2021 in Review: Unsupervised Brain Models

Posted by in categories: neuroscience, robotics/AI

We’re in a golden age of merging AI and neuroscience. No longer tied to conventional publication venues with year-long turnaround times, our field is moving at record speed. As 2021 draws to a close, I wanted to take some time to zoom out and review a recent trend in neuro-AI, the move toward unsupervised learning to explain representations in different brain areasfootnote.

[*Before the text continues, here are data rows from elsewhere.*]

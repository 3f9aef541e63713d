// src/week.rs
//
// Canonical ordering of calendar weeks for the challenge period.
// The period wraps the year end (45..52 then 1..10), so neither numeric nor
// lexical order is right; every week axis goes through `WeekOrder`.

use std::cmp::Ordering;
use std::collections::HashMap;

use crate::config::consts::CHALLENGE_WEEKS;

#[derive(Clone, Debug)]
pub struct WeekOrder {
    weeks: Vec<u32>,
    labels: Vec<String>,
    index: HashMap<String, usize>,
}

impl WeekOrder {
    /// Duplicate weeks keep their first position.
    pub fn new(weeks: &[u32]) -> Self {
        let mut order = Self { weeks: Vec::new(), labels: Vec::new(), index: HashMap::new() };
        for &w in weeks {
            let label = w.to_string();
            if order.index.contains_key(&label) {
                continue;
            }
            order.index.insert(label.clone(), order.weeks.len());
            order.weeks.push(w);
            order.labels.push(label);
        }
        order
    }

    /// The compiled-in challenge period.
    pub fn challenge() -> Self {
        Self::new(&CHALLENGE_WEEKS)
    }

    pub fn position(&self, label: &str) -> Option<usize> {
        self.index.get(label).copied()
    }

    pub fn position_of(&self, week: u32) -> Option<usize> {
        self.position(&week.to_string())
    }

    pub fn contains(&self, label: &str) -> bool {
        self.index.contains_key(label)
    }

    pub fn weeks(&self) -> &[u32] {
        &self.weeks
    }

    pub fn labels(&self) -> &[String] {
        &self.labels
    }

    pub fn len(&self) -> usize {
        self.weeks.len()
    }

    pub fn is_empty(&self) -> bool {
        self.weeks.is_empty()
    }

    /// Challenge weeks first in canonical order, then other labels
    /// numerically, then anything non-numeric lexically.
    pub fn cmp_labels(&self, a: &str, b: &str) -> Ordering {
        match (self.position(a), self.position(b)) {
            (Some(x), Some(y)) => x.cmp(&y),
            (Some(_), None) => Ordering::Less,
            (None, Some(_)) => Ordering::Greater,
            (None, None) => match (a.parse::<u32>(), b.parse::<u32>()) {
                (Ok(x), Ok(y)) => x.cmp(&y),
                (Ok(_), Err(_)) => Ordering::Less,
                (Err(_), Ok(_)) => Ordering::Greater,
                (Err(_), Err(_)) => a.cmp(b),
            },
        }
    }

    pub fn cmp_weeks(&self, a: u32, b: u32) -> Ordering {
        self.cmp_labels(&a.to_string(), &b.to_string())
    }
}

impl Default for WeekOrder {
    fn default() -> Self {
        Self::challenge()
    }
}

/// Categorical form of a week number; unparseable weeks get `""`.
pub fn week_label(week: Option<u32>) -> String {
    week.map(|w| w.to_string()).unwrap_or_default()
}
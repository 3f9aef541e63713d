// src/source/credentials.rs
//
// Service-account bundle (the JSON key file downloaded from the cloud console)
// and the signed JWT assertion exchanged for an access token.

use std::fmt;
use std::fs;
use std::path::Path;

use jsonwebtoken::{Algorithm, EncodingKey, Header};
use serde::{Deserialize, Serialize};

use super::SourceError;
use crate::config::consts::{DEFAULT_TOKEN_URI, SHEETS_SCOPE};

/// Lifetime of a signed assertion; the token endpoint rejects anything above one hour.
const ASSERTION_TTL_SECS: u64 = 3600;

#[derive(Clone, Deserialize)]
pub struct ServiceAccount {
    pub client_email: String,
    pub private_key: String,
    #[serde(default)]
    pub private_key_id: Option<String>,
    #[serde(default = "default_token_uri")]
    pub token_uri: String,
}

fn default_token_uri() -> String {
    s!(DEFAULT_TOKEN_URI)
}

// Never print the key.
impl fmt::Debug for ServiceAccount {
    fn fmt(&self, f: &mut fmt::Formatter<'_>) -> fmt::Result {
        f.debug_struct("ServiceAccount")
            .field("client_email", &self.client_email)
            .field("token_uri", &self.token_uri)
            .finish_non_exhaustive()
    }
}

#[derive(Serialize)]
struct Claims<'a> {
    iss: &'a str,
    scope: &'a str,
    aud: &'a str,
    iat: u64,
    exp: u64,
}

impl ServiceAccount {
    pub fn load(path: &Path) -> Result<Self, SourceError> {
        let text = fs::read_to_string(path).map_err(|e| SourceError::Credentials {
            path: path.to_path_buf(),
            reason: e.to_string(),
        })?;
        Self::from_json(&text).map_err(|reason| SourceError::Credentials {
            path: path.to_path_buf(),
            reason,
        })
    }

    pub fn from_json(text: &str) -> Result<Self, String> {
        let account: ServiceAccount = serde_json::from_str(text).map_err(|e| e.to_string())?;
        if account.client_email.trim().is_empty() {
            return Err(s!("client_email is empty"));
        }
        if !account.private_key.contains("PRIVATE KEY") {
            return Err(s!("private_key is not a PEM key"));
        }
        Ok(account)
    }

    /// RS256 assertion for the spreadsheets scope, valid from `now` (unix secs).
    pub fn signed_assertion(&self, now: u64) -> Result<String, SourceError> {
        let key = EncodingKey::from_rsa_pem(self.private_key.as_bytes())
            .map_err(|e| SourceError::Auth(format!("invalid private key: {e}")))?;

        let mut header = Header::new(Algorithm::RS256);
        header.kid = self.private_key_id.clone();

        let claims = Claims {
            iss: &self.client_email,
            scope: SHEETS_SCOPE,
            aud: &self.token_uri,
            iat: now,
            exp: now + ASSERTION_TTL_SECS,
        };

        jsonwebtoken::encode(&header, &claims, &key)
            .map_err(|e| SourceError::Auth(format!("cannot sign assertion: {e}")))
    }
}
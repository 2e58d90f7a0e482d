use clap::Parser;
use fileurl_core::logging;

mod cli;

use crate::cli::Cli;

fn main() {
    let cli = Cli::parse();

    if let Err(err) = run(cli) {
        eprintln!("fileurl error: {:#}", err);
        std::process::exit(1);
    }
}

fn run(cli: Cli) -> anyhow::Result<()> {
    let cfg = cli.load_config()?;

    let sink = logging::init("fileurl", cfg.log_to_file);
    tracing::debug!("loaded config: {:?}, logging to {:?}", cfg, sink);

    cli.command.run(&cfg)
}
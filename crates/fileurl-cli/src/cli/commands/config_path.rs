//! Config-path command: show where the configuration file lives.

use anyhow::Result;
use fileurl_core::config;

pub fn run_config_path() -> Result<()> {
    println!("{}", config::config_path()?.display());
    Ok(())
}
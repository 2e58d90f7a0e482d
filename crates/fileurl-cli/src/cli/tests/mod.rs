//! CLI parse and command output tests.

use super::{Cli, CliCommand};
use clap::Parser;

pub(super) fn parse(args: &[&str]) -> CliCommand {
    let cli = Cli::try_parse_from(args).unwrap();
    cli.command
}

mod to_url;

#[test]
fn cli_parse_config_path() {
    match parse(&["fileurl", "config-path"]) {
        CliCommand::ConfigPath => {}
        _ => panic!("expected ConfigPath"),
    }
}

#[test]
fn cli_parse_global_config_flag() {
    let cli = Cli::try_parse_from(["fileurl", "to-url", "/a", "--config", "/tmp/f.toml"]).unwrap();
    assert_eq!(cli.config.as_deref(), Some(std::path::Path::new("/tmp/f.toml")));
}

#[test]
fn cli_parse_requires_subcommand() {
    assert!(Cli::try_parse_from(["fileurl"]).is_err());
}

#[test]
fn load_config_from_explicit_file() {
    use fileurl_core::Mode;
    use std::io::Write;

    let mut f = tempfile::NamedTempFile::new().unwrap();
    writeln!(f, "default_mode = \"relaxed\"").unwrap();
    f.flush().unwrap();
    let path = f.path().to_str().unwrap();

    let cli = Cli::try_parse_from(["fileurl", "--config", path, "config-path"]).unwrap();
    let cfg = cli.load_config().unwrap();
    assert_eq!(cfg.default_mode, Mode::Relaxed);
}
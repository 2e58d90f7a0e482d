//! Round-trip local file paths through `file://` URLs.
//!
//! Handles POSIX paths (`/usr/bin/vi`), Windows drive-letter paths
//! (`c:/windows/notepad.exe`), and the malformed `file://c:/...` form that puts the
//! drive letter in the host.

pub mod config;
pub mod convert;
pub mod error;
pub mod logging;
pub mod parts;

mod drive;

pub use convert::{local_to_url, url_to_local, url_to_local_relaxed, Mode};
pub use error::ConversionError;
pub use parts::UrlParts;
pub use url::Url;
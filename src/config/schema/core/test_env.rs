use std::sync::{LazyLock, Mutex};

/// Serializes tests that mutate `EMOGAMES_*` variables.
pub(super) static ENV_LOCK: LazyLock<Mutex<()>> = LazyLock::new(|| Mutex::new(()));

/// Sets or clears one variable and restores the previous value on drop.
pub(super) struct EnvVarGuard {
    key: &'static str,
    previous: Option<String>,
}

impl EnvVarGuard {
    pub(super) fn set(key: &'static str, value: &str) -> Self {
        let previous = std::env::var(key).ok();
        // SAFETY: callers hold ENV_LOCK, so no other test touches the env.
        unsafe {
            std::env::set_var(key, value);
        }
        Self { key, previous }
    }

    pub(super) fn unset(key: &'static str) -> Self {
        let previous = std::env::var(key).ok();
        // SAFETY: callers hold ENV_LOCK.
        unsafe {
            std::env::remove_var(key);
        }
        Self { key, previous }
    }
}

impl Drop for EnvVarGuard {
    fn drop(&mut self) {
        // SAFETY: the guard is dropped before the enclosing test releases ENV_LOCK.
        unsafe {
            match &self.previous {
                Some(value) => std::env::set_var(self.key, value),
                None => std::env::remove_var(self.key),
            }
        }
    }
}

One of the most robust findings in neuro-AI is that artificial neural networks trained to perform ecologically relevant tasks match single neurons and ensemble signals in the brain. The canonical example is the ventral stream, where DNNs trained for object recognition on ImageNet match representations in IT (Khaligh-Razavi & Kriegeskorte, 2014, Yamins et al. 2014). Supervised, task-optimized networks link two important forms of explanation: ecological relevance and accounting for neural activity. They answer the teleological question: what is a brain region for?

However, as Jess Thompson points out, these are far from the only forms of explanation. In particular, task-optimized networks are generally not considered biologically plausible. Conventional ImageNet training uses 1M images. For a human infant to get this level of supervision, they would have to receive a new supervised label every 5 seconds (e.g. the parent points at a duck and says “duck”) for 3 hours a day, for more than a year. And for a non-human primate or a mouse? Thus, the search for biologically plausible networks which match the human brain is still on.